Braun could also relate video multimodality to input. That is, GPT-4 can process video or image prompts textually. It is possible, for example, that GPT-4 will be able to describe the content of an image, video, or audio and then use that description in context for further textual tasks.
It fits that GPT-4’s context window is said to be four times larger than ChatGPT’s, and that OpenAI has trained a powerful speech recognition model with Whisper that can automatically convert audio from videos to text and thus make spoken video content usable for AI training.
Microsoft Germany does not comment on Braun’s statement
A spokesperson for Microsoft Germany declined to comment on Braun’s GPT-4 statement.
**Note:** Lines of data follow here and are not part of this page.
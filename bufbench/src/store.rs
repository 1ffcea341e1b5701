//! Flat result table: one `length time rat` row per line, no header.

use std::{fmt::Write, fs, path::Path};

use crate::{
    aggregate::AggregatedResult,
    error::{BenchError, Result},
};

/// Renders rows in the given order.
#[must_use]
pub fn format_table(results: &[AggregatedResult]) -> String {
    let mut table = String::new();
    for row in results {
        let _ = writeln!(
            table,
            "{} {} {}",
            row.length, row.mean_elapsed_time, row.quality
        );
    }
    table
}

/// Replaces whatever is at `path` with the table for `results`.
pub fn write_table(path: &Path, results: &[AggregatedResult]) -> Result<()> {
    if let Some(parent) = path.parent().filter(|p| !p.as_os_str().is_empty()) {
        fs::create_dir_all(parent)?;
    }
    fs::write(path, format_table(results))?;
    log::info!("wrote {} rows to {}", results.len(), path.display());
    Ok(())
}

/// Parses table text. Any line without exactly three numeric fields is an error.
pub fn parse_table(contents: &str) -> Result<Vec<AggregatedResult>> {
    contents
        .lines()
        .enumerate()
        .map(|(idx, line)| parse_row(idx + 1, line))
        .collect()
}

pub fn read_table(path: &Path) -> Result<Vec<AggregatedResult>> {
    let rows = parse_table(&fs::read_to_string(path)?)?;
    log::debug!("read {} rows from {}", rows.len(), path.display());
    Ok(rows)
}

fn parse_row(line: usize, row: &str) -> Result<AggregatedResult> {
    let malformed = |reason: String| BenchError::MalformedRow {
        line,
        row: row.to_string(),
        reason,
    };

    let fields: Vec<&str> = row.split_whitespace().collect();
    let &[length, time, rat] = fields.as_slice() else {
        return Err(malformed(format!("expected 3 fields, found {}", fields.len())));
    };

    Ok(AggregatedResult {
        length: length
            .parse()
            .map_err(|_| malformed(format!("length {length:?} is not an integer")))?,
        mean_elapsed_time: time
            .parse()
            .map_err(|_| malformed(format!("time {time:?} is not a number")))?,
        quality: rat
            .parse()
            .map_err(|_| malformed(format!("rat {rat:?} is not a number")))?,
    })
}

#[cfg(test)]
mod tests {
    use super::*;

    fn row(length: u64, time: f64, rat: f64) -> AggregatedResult {
        AggregatedResult {
            length,
            mean_elapsed_time: time,
            quality: rat,
        }
    }

    #[test]
    fn written_table_reads_back() {
        let dir = tempfile::tempdir().unwrap();
        let path = dir.path().join("res").join("table.txt");
        let rows = vec![row(25, 14.0, 3.5), row(125, 9.0, 4.2)];

        write_table(&path, &rows).unwrap();
        let read = read_table(&path).unwrap();

        assert_eq!(read.len(), 2);
        for (a, b) in rows.iter().zip(&read) {
            assert_eq!(a.length, b.length);
            assert!((a.mean_elapsed_time - b.mean_elapsed_time).abs() < 1e-9);
            assert!((a.quality - b.quality).abs() < 1e-9);
        }
    }

    #[test]
    fn rows_keep_given_order_and_layout() {
        let rows = vec![row(225, 1.5, -0.25), row(25, 10.0, 3.0)];
        assert_eq!(format_table(&rows), "225 1.5 -0.25\n25 10 3\n");
    }

    #[test]
    fn write_overwrites_existing_table() {
        let dir = tempfile::tempdir().unwrap();
        let path = dir.path().join("table.txt");
        write_table(&path, &[row(1, 1.0, 1.0), row(2, 2.0, 2.0)]).unwrap();
        write_table(&path, &[row(3, 3.0, 3.0)]).unwrap();
        assert_eq!(read_table(&path).unwrap(), vec![row(3, 3.0, 3.0)]);
    }

    #[test]
    fn accepts_python_style_floats_and_extra_spacing() {
        let rows = parse_table("25   14.0\t3.5\n125 9.0 4.2\n").unwrap();
        assert_eq!(rows, vec![row(25, 14.0, 3.5), row(125, 9.0, 4.2)]);
    }

    #[test]
    fn wrong_field_count_is_malformed() {
        let err = parse_table("abc def\n").unwrap_err();
        assert!(matches!(err, BenchError::MalformedRow { line: 1, .. }));

        let err = parse_table("25 14.0 3.5\n125 9.0 4.2 7\n").unwrap_err();
        assert!(matches!(err, BenchError::MalformedRow { line: 2, .. }));

        let err = parse_table("25 14.0 3.5\n\n").unwrap_err();
        assert!(matches!(err, BenchError::MalformedRow { line: 2, .. }));
    }

    #[test]
    fn non_numeric_field_is_malformed() {
        for text in ["x 1 2\n", "25 fast 2\n", "25 1 slow\n", "2.5 1 2\n"] {
            let err = parse_table(text).unwrap_err();
            assert!(
                matches!(err, BenchError::MalformedRow { line: 1, .. }),
                "{text:?} gave {err}"
            );
        }
    }

    #[test]
    fn empty_table_is_empty() {
        assert!(parse_table("").unwrap().is_empty());
    }
}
He did, however, point to a March 16 event titled “The Future of Work with AI,” where Microsoft CEO Satya Nadella plans to talk about using AI tools for productivity.
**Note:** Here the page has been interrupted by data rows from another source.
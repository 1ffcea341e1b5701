use std::path::PathBuf;

use bufbench::{plot, store};
use clap::Args;

use crate::commands::load_suite;
use crate::error::{CliError, Result};

#[derive(Args, Debug, Default)]
pub struct PlotArgs {
    #[arg(long, help = "Suite YAML to take the table and plot paths from")]
    pub suite: Option<PathBuf>,
    #[arg(long, help = "Result table to read")]
    pub table: Option<PathBuf>,
    #[arg(long, help = "RAT plot path")]
    pub rat_plot: Option<PathBuf>,
    #[arg(long, help = "Time plot path")]
    pub time_plot: Option<PathBuf>,
}

pub struct PlotCommand;

impl PlotCommand {
    pub fn execute(args: &PlotArgs) -> Result<()> {
        let config = load_suite(args.suite.as_deref())?;
        let table = args.table.clone().unwrap_or(config.table);
        let rat_plot = args.rat_plot.clone().unwrap_or(config.rat_plot);
        let time_plot = args.time_plot.clone().unwrap_or(config.time_plot);

        if !table.exists() {
            return Err(CliError::FileNotFound(table.display().to_string()));
        }
        let rows = store::read_table(&table)?;
        plot::render_plots(&rows, &rat_plot, &time_plot)?;
        Ok(())
    }
}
That would be a fitting setting for GPT-4’s unveiling – with the caveat that GPT-4 is still an OpenAI product. But the billion-dollar collaboration blurs the lines between the two companies, and Microsoft had previously secured exclusive rights to the GPT-3 model.
OpenAI CEO Sam Altman said in the fall of 2021 that GPT-4 will definitely be a text-based model without multimodality, but that he expects multimodal models to overtake pure text models in text generation in the future.
These plans might have changed and the then planned GPT-4 has become GPT-3.5, so that the GPT-4 to be presented now already offers multimodality.
Altman announced in mid-January that GPT-4 would not be released until it was safe and responsible to do so, and dampened expectations for the model’s capabilities a little later. Social Media rumors about the model’s gigantic size were “ridiculous” and made up out of thin air, Altman said.